WHAT THIS TASK INVOLVES: Lines in the entries below where the word "scheduler" shows up should each be copied.

INPUT MATERIAL:
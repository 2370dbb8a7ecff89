use std::io::{self, Read};
use std::path::Path;

use super::release::Arch;

const ELF_MAGIC: [u8; 4] = [0x7f, b'E', b'L', b'F'];
const ELF_CLASS_64: u8 = 2;
const ELF_DATA_LSB: u8 = 1;

/// ELF 头检查结果
#[derive(Debug, Clone, Copy, PartialEq, Eq)]
pub enum ElfCheck {
    Valid,
    NotElf,
    Not64Bit,
    WrongMachine(u16),
}

/// 检查文件头是否为目标架构的 64 位小端 ELF
///
/// 这只是格式检查，用来拒绝错误页、截断文件和同名脚本；
/// 它不能证明文件来自发布者。
pub fn inspect(header: &[u8], arch: Arch) -> ElfCheck {
    if header.len() < 20 || header[..4] != ELF_MAGIC {
        return ElfCheck::NotElf;
    }
    if header[4] != ELF_CLASS_64 || header[5] != ELF_DATA_LSB {
        return ElfCheck::Not64Bit;
    }
    let machine = u16::from_le_bytes([header[18], header[19]]);
    if machine != arch.elf_machine() {
        return ElfCheck::WrongMachine(machine);
    }
    ElfCheck::Valid
}

pub fn inspect_file(path: &Path, arch: Arch) -> io::Result<ElfCheck> {
    let mut header = [0u8; 20];
    let mut file = std::fs::File::open(path)?;
    let mut filled = 0;
    while filled < header.len() {
        let n = file.read(&mut header[filled..])?;
        if n == 0 {
            break;
        }
        filled += n;
    }
    Ok(inspect(&header[..filled], arch))
}

#[cfg(test)]
pub(crate) fn fake_elf(arch: Arch) -> Vec<u8> {
    let mut bytes = vec![0u8; 64];
    bytes[..4].copy_from_slice(&ELF_MAGIC);
    bytes[4] = ELF_CLASS_64;
    bytes[5] = ELF_DATA_LSB;
    bytes[18..20].copy_from_slice(&arch.elf_machine().to_le_bytes());
    bytes
}
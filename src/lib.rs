pub mod config;
pub mod network;
pub mod orchestrator;
pub mod ports;
pub mod protocol;
pub mod provision;
pub mod scheduler;
pub mod secrets;
pub mod supervisor;
pub mod synth;
pub mod utils;

pub use config::AppConfig;
pub use orchestrator::{Orchestrator, RunOutcome};
pub use utils::{BootstrapError, Result};
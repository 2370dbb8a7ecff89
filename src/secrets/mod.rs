//! 密钥与证书的持久化
//!
//! 一旦生成，UUID、Reality 密钥对和自签证书在重启之间保持不变，
//! 除非显式调用 [`SecretStore::rotate`]；否则已分发的客户端链接会失效。

mod parser;

pub use parser::{parse_keys, render_keys, KeyParse, ParsedKeys};

use std::io;
use std::path::{Path, PathBuf};
use std::sync::Arc;

use tracing::{info, warn};
use uuid::Uuid;

use crate::config::{Identity, Layout, TlsConfig};
use crate::utils::{
    generate_short_id, verify_reality_keypair, BootstrapError, CommandRunner, Result,
};

/// Reality 密钥 (Base64, sing-box 格式)
#[derive(Debug, Clone, PartialEq, Eq)]
pub struct RealityKeys {
    pub private_key: String,
    pub public_key: String,
    pub short_id: String,
}

/// 自签证书文件位置
#[derive(Debug, Clone, PartialEq, Eq)]
pub struct TlsMaterial {
    pub cert_path: PathBuf,
    pub key_path: PathBuf,
}

#[derive(Debug, Clone, PartialEq, Eq)]
pub struct SecretBundle {
    pub uuid: Uuid,
    pub reality: RealityKeys,
    pub tls: TlsMaterial,
}

pub struct SecretStore {
    layout: Layout,
    runner: Arc<dyn CommandRunner>,
    tls: TlsConfig,
}

fn secret_error(msg: impl Into<String>) -> BootstrapError {
    BootstrapError::SecretGeneration(msg.into())
}

async fn read_optional(path: &Path) -> Result<Option<String>> {
    match tokio::fs::read_to_string(path).await {
        Ok(text) => Ok(Some(text)),
        Err(e) if e.kind() == io::ErrorKind::NotFound => Ok(None),
        Err(e) => Err(e.into()),
    }
}

async fn remove_optional(path: &Path) -> Result<()> {
    match tokio::fs::remove_file(path).await {
        Ok(()) => Ok(()),
        Err(e) if e.kind() == io::ErrorKind::NotFound => Ok(()),
        Err(e) => Err(e.into()),
    }
}

#[cfg(unix)]
async fn restrict_permissions(path: &Path) -> Result<()> {
    use std::os::unix::fs::PermissionsExt;
    tokio::fs::set_permissions(path, std::fs::Permissions::from_mode(0o600)).await?;
    Ok(())
}

#[cfg(not(unix))]
async fn restrict_permissions(_path: &Path) -> Result<()> {
    Ok(())
}

impl SecretStore {
    pub fn new(layout: Layout, runner: Arc<dyn CommandRunner>, tls: TlsConfig) -> Self {
        Self { layout, runner, tls }
    }

    /// 读取已持久化的密钥，缺失时生成一次
    pub async fn load_or_create(&self, identity: Identity, binary: &Path) -> Result<SecretBundle> {
        tokio::fs::create_dir_all(self.layout.root()).await?;

        let uuid = self.resolve_identity(identity).await?;
        let reality = self.ensure_reality_keys(binary).await?;
        let tls = self.ensure_certificate().await?;

        Ok(SecretBundle { uuid, reality, tls })
    }

    /// 删除 Reality 密钥与证书后重新生成，UUID 保持不变
    pub async fn rotate(&self, identity: Identity, binary: &Path) -> Result<SecretBundle> {
        warn!("♻️ 轮换 Reality 密钥与自签证书，已分发的链接将失效");
        remove_optional(&self.layout.reality_key()).await?;
        remove_optional(&self.layout.cert()).await?;
        remove_optional(&self.layout.cert_key()).await?;
        self.load_or_create(identity, binary).await
    }

    async fn resolve_identity(&self, identity: Identity) -> Result<Uuid> {
        match identity {
            Identity::Fixed(uuid) => Ok(uuid),
            Identity::Auto => {
                let path = self.layout.uuid_file();
                if let Some(text) = read_optional(&path).await? {
                    return Ok(Uuid::parse_str(text.trim())?);
                }
                let uuid = Uuid::new_v4();
                tokio::fs::write(&path, format!("{}\n", uuid)).await?;
                info!("🆔 已生成 UUID 并保存到 {}", path.display());
                Ok(uuid)
            }
        }
    }

    async fn ensure_reality_keys(&self, binary: &Path) -> Result<RealityKeys> {
        let path = self.layout.reality_key();

        if let Some(text) = read_optional(&path).await? {
            match parse_keys(&text) {
                KeyParse::Parsed(keys) => {
                    verify_reality_keypair(&keys.private_key, &keys.public_key).map_err(|e| {
                        secret_error(format!(
                            "{} 中的密钥已损坏 ({})，确认后删除该文件以重新生成",
                            path.display(),
                            e
                        ))
                    })?;
                    info!("🔑 reality_key 已存在，跳过生成");
                    return self.complete(keys, &path, false).await;
                }
                KeyParse::MissingField(field) => {
                    warn!("{} 缺少 {}，重新生成", path.display(), field);
                }
            }
        }

        self.generate_reality_keys(binary, &path).await
    }

    async fn generate_reality_keys(&self, binary: &Path, path: &Path) -> Result<RealityKeys> {
        info!("🔐 生成 Reality keypair...");
        let argv = vec![
            binary.to_string_lossy().into_owned(),
            "generate".to_string(),
            "reality-keypair".to_string(),
        ];
        let output = self
            .runner
            .run(&argv)
            .await
            .map_err(|e| secret_error(format!("无法执行 {}: {}", argv[0], e)))?;
        if !output.success() {
            return Err(secret_error(format!(
                "generate reality-keypair 返回码 {}",
                output.exit_code
            )));
        }

        let keys = match parse_keys(&output.stdout) {
            KeyParse::Parsed(keys) => keys,
            KeyParse::MissingField(field) => {
                return Err(secret_error(format!(
                    "generate reality-keypair 输出缺少 {}",
                    field
                )))
            }
        };
        verify_reality_keypair(&keys.private_key, &keys.public_key)?;

        let keys = self.complete(keys, path, true).await?;
        info!("✅ Reality keypair 生成并保存");
        Ok(keys)
    }

    /// 补全 Short ID；新生成或补全时写回文件
    async fn complete(&self, keys: ParsedKeys, path: &Path, fresh: bool) -> Result<RealityKeys> {
        let (short_id, dirty) = match keys.short_id {
            Some(sid) => (sid, fresh),
            None => (generate_short_id(), true),
        };
        let reality = RealityKeys {
            private_key: keys.private_key,
            public_key: keys.public_key,
            short_id,
        };
        if dirty {
            let text = render_keys(&reality.private_key, &reality.public_key, &reality.short_id);
            tokio::fs::write(path, text).await?;
            restrict_permissions(path).await?;
        }
        Ok(reality)
    }

    fn openssl_argv(&self, newkey: &[&str]) -> Vec<String> {
        let mut argv = vec!["openssl".to_string(), "req".to_string(), "-x509".to_string()];
        argv.extend(newkey.iter().map(|s| s.to_string()));
        argv.extend([
            "-keyout".to_string(),
            self.layout.cert_key().to_string_lossy().into_owned(),
            "-out".to_string(),
            self.layout.cert().to_string_lossy().into_owned(),
            "-subj".to_string(),
            format!("/CN={}", self.tls.common_name),
            "-days".to_string(),
            self.tls.days.to_string(),
            "-nodes".to_string(),
        ]);
        argv
    }

    async fn ensure_certificate(&self) -> Result<TlsMaterial> {
        let material = TlsMaterial {
            cert_path: self.layout.cert(),
            key_path: self.layout.cert_key(),
        };
        if material.cert_path.exists() && material.key_path.exists() {
            info!("🔑 证书已存在，跳过生成");
            return Ok(material);
        }

        info!("🔨 正在生成自签证书 (CN={})...", self.tls.common_name);
        let attempts: [(&str, &[&str]); 2] = [
            ("EC P-256", &["-newkey", "ec", "-pkeyopt", "ec_paramgen_curve:prime256v1"]),
            ("RSA-2048", &["-newkey", "rsa:2048"]),
        ];

        let mut failures = Vec::new();
        for (label, newkey) in attempts {
            let argv = self.openssl_argv(newkey);
            match self.runner.run(&argv).await {
                Ok(out) if out.success() => {
                    if material.cert_path.exists() && material.key_path.exists() {
                        restrict_permissions(&material.key_path).await?;
                        info!("✅ 已生成 {} 自签证书", label);
                        return Ok(material);
                    }
                    failures.push(format!("{}: 未生成证书文件", label));
                }
                Ok(out) => failures.push(format!("{}: 返回码 {}", label, out.exit_code)),
                Err(e) => failures.push(format!("{}: {}", label, e)),
            }
            warn!("⚠️ openssl {} 生成失败", label);
        }

        Err(secret_error(format!("自签证书生成失败 [{}]", failures.join("; "))))
    }
}
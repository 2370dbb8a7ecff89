use super::{AppConfig, DesiredState};
use crate::scheduler::{parse_restart_time, parse_utc_offset};
use crate::utils::{BootstrapError, Result};

pub struct Validator;

fn invalid(msg: impl Into<String>) -> BootstrapError {
    BootstrapError::Configuration(msg.into())
}

impl Validator {
    /// 验证配置的有效性
    pub fn validate(config: &AppConfig) -> Result<()> {
        // 身份与端口
        DesiredState::from_config(config)?;

        // 验证 SNI
        let sni = config.sni.trim();
        if sni.is_empty() || sni.contains(char::is_whitespace) {
            return Err(invalid(format!("sni 无效: {:?}", config.sni)));
        }

        if !config.xhttp_path.starts_with('/') {
            return Err(invalid(format!("xhttp_path 必须以 / 开头: {}", config.xhttp_path)));
        }

        Self::validate_engine(config)?;

        // 验证重启计划
        if config.restart.enabled {
            parse_restart_time(&config.restart.at)?;
            parse_utc_offset(&config.restart.utc_offset)?;
        }

        if config.supervisor.poll_interval_ms == 0 {
            return Err(invalid("supervisor.poll_interval_ms 不能为 0"));
        }

        Ok(())
    }

    fn validate_engine(config: &AppConfig) -> Result<()> {
        let engine = &config.engine;

        let name = engine.binary_name.trim();
        if name.is_empty() || name.contains('/') {
            return Err(invalid(format!("engine.binary_name 无效: {:?}", engine.binary_name)));
        }

        if engine.fallback_version.trim().is_empty() {
            return Err(invalid("engine.fallback_version 不能为空"));
        }

        if engine.min_archive_bytes == 0 {
            return Err(invalid("engine.min_archive_bytes 不能为 0"));
        }

        if engine.mirrors.iter().any(|m| m.trim().is_empty()) {
            return Err(invalid("engine.mirrors 中存在空项"));
        }

        if engine.lookup_timeout_secs == 0 || engine.download_timeout_secs == 0 {
            return Err(invalid("engine 超时必须大于 0"));
        }

        Ok(())
    }
}
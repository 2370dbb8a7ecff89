pub mod http;

pub use http::{HttpFetcher, ReqwestFetcher};

use std::net::IpAddr;
use std::time::Duration;

use tracing::{debug, warn};

/// 公网 IP 检测失败时的回退值
pub const FALLBACK_HOST: &str = "127.0.0.1";

/// 检测公网 IP，失败时回退为本地地址
pub async fn detect_public_ip(fetcher: &dyn HttpFetcher, url: &str, timeout: Duration) -> String {
    match fetcher.get_text(url, timeout).await {
        Ok(body) => {
            let candidate = body.trim();
            if candidate.parse::<IpAddr>().is_ok() {
                debug!("公网 IP: {}", candidate);
                return candidate.to_string();
            }
            warn!("公网 IP 服务返回无效内容，使用回退地址 {}", FALLBACK_HOST);
        }
        Err(e) => warn!("公网 IP 检测失败: {}，使用回退地址 {}", e, FALLBACK_HOST),
    }
    FALLBACK_HOST.to_string()
}
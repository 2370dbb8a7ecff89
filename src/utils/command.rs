use std::io;
use std::process::Stdio;
use std::time::Duration;

use futures::future::BoxFuture;
use tokio::process::Command;
use tracing::debug;

/// 外部命令的执行结果
#[derive(Debug, Clone, Default, PartialEq, Eq)]
pub struct CommandOutput {
    /// 被信号终止时为 -1
    pub exit_code: i32,
    pub stdout: String,
}

impl CommandOutput {
    pub fn success(&self) -> bool {
        self.exit_code == 0
    }
}

/// 运行一次性外部命令 (openssl / tar / ss / 内核子命令)
///
/// 参数总是显式的 argv，不经过 shell 拼接。测试中替换为假实现。
pub trait CommandRunner: Send + Sync {
    fn run<'a>(&'a self, argv: &'a [String]) -> BoxFuture<'a, io::Result<CommandOutput>>;
}

/// 由字符串切片构造 argv
pub fn argv(parts: &[&str]) -> Vec<String> {
    parts.iter().map(|p| p.to_string()).collect()
}

/// 基于 tokio::process 的真实实现
pub struct SystemRunner {
    timeout: Duration,
}

impl SystemRunner {
    pub fn new(timeout: Duration) -> Self {
        Self { timeout }
    }
}

impl Default for SystemRunner {
    fn default() -> Self {
        Self::new(Duration::from_secs(60))
    }
}

impl CommandRunner for SystemRunner {
    fn run<'a>(&'a self, argv: &'a [String]) -> BoxFuture<'a, io::Result<CommandOutput>> {
        Box::pin(async move {
            let (program, args) = argv
                .split_first()
                .ok_or_else(|| io::Error::new(io::ErrorKind::InvalidInput, "empty argv"))?;

            let child = Command::new(program)
                .args(args)
                .stdin(Stdio::null())
                .stdout(Stdio::piped())
                .stderr(Stdio::piped())
                .kill_on_drop(true)
                .spawn()?;

            let output = tokio::time::timeout(self.timeout, child.wait_with_output())
                .await
                .map_err(|_| {
                    io::Error::new(
                        io::ErrorKind::TimedOut,
                        format!("{} 超时 ({:?})", program, self.timeout),
                    )
                })??;

            let stderr = String::from_utf8_lossy(&output.stderr);
            if !stderr.trim().is_empty() {
                debug!("{} stderr: {}", program, stderr.trim());
            }

            Ok(CommandOutput {
                exit_code: output.status.code().unwrap_or(-1),
                stdout: String::from_utf8_lossy(&output.stdout).into_owned(),
            })
        })
    }
}
use actix_web::{HttpRequest, HttpResponse, Result as ActixResult, web};
use once_cell::sync::Lazy;

use crate::middlewares;
use crate::models::auth::requests::{LoginRequest, RegisterRequest, UpdateProfileRequest};
use crate::services::AuthService;

// 懒加载的全局 AuthService 实例
static AUTH_SERVICE: Lazy<AuthService> = Lazy::new(AuthService::new_lazy);

pub async fn login(
    req: HttpRequest,
    user_data: web::Json<LoginRequest>,
) -> ActixResult<HttpResponse> {
    AUTH_SERVICE.login(user_data.into_inner(), &req).await
}

pub async fn refresh_token(request: HttpRequest) -> ActixResult<HttpResponse> {
    AUTH_SERVICE.refresh_token(&request).await
}

pub async fn register(
    req: HttpRequest,
    user_data: web::Json<RegisterRequest>,
) -> ActixResult<HttpResponse> {
    AUTH_SERVICE.register(user_data.into_inner(), &req).await
}

pub async fn logout(request: HttpRequest) -> ActixResult<HttpResponse> {
    AUTH_SERVICE.logout(&request).await
}

pub async fn get_me(request: HttpRequest) -> ActixResult<HttpResponse> {
    AUTH_SERVICE.get_me(&request).await
}

pub async fn update_me(
    req: HttpRequest,
    update_data: web::Json<UpdateProfileRequest>,
) -> ActixResult<HttpResponse> {
    AUTH_SERVICE.update_me(update_data.into_inner(), &req).await
}

// 配置路由
pub fn configure_auth_routes(cfg: &mut web::ServiceConfig) {
    cfg.service(
        web::scope("/api/v1/auth")
            .route(
                "/login",
                web::post()
                    .to(login)
                    .wrap(middlewares::RateLimit::login()),
            )
            .route(
                "/register",
                web::post()
                    .to(register)
                    .wrap(middlewares::RateLimit::register()),
            )
            .route(
                "/refresh",
                web::post()
                    .to(refresh_token)
                    .wrap(middlewares::RateLimit::refresh_token()),
            )
            .service(
                web::scope("")
                    .wrap(middlewares::RequireJWT)
                    .route("/logout", web::post().to(logout))
                    .service(
                        web::resource("/me")
                            .route(web::get().to(get_me))
                            .route(web::put().to(update_me)),
                    ),
            ),
    );
}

RESPONSE:
pub mod scheduler;
use crate::scheduler::{parse_restart_time, parse_utc_offset};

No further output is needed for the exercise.